START INFORMATION GIVEN
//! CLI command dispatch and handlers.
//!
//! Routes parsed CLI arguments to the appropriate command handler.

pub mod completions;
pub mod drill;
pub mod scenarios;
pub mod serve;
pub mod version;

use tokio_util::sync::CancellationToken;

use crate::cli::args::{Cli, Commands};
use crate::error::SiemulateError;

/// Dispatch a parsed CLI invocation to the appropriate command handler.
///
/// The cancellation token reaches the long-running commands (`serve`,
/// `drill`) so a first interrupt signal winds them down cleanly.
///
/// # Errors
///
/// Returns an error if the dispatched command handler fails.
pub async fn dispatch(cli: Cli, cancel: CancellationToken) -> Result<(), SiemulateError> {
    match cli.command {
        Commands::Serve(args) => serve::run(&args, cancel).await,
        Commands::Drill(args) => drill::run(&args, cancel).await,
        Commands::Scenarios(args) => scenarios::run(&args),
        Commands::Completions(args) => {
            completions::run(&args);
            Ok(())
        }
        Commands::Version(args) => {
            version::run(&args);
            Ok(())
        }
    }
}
END INFORMATION GIVEN
**PROBLEM TO SOLVE**
Every line in the records above that contains the word "args" should be copied out.

**REPLY TO THE EXERCISE**
use crate::cli::args::{Cli, Commands};
        Commands::Serve(args) => serve::run(&args, cancel).await,
        Commands::Drill(args) => drill::run(&args, cancel).await,
        Commands::Scenarios(args) => scenarios::run(&args),
        Commands::Completions(args) => {
            completions::run(&args);
        Commands::Version(args) => {
            version::run(&args);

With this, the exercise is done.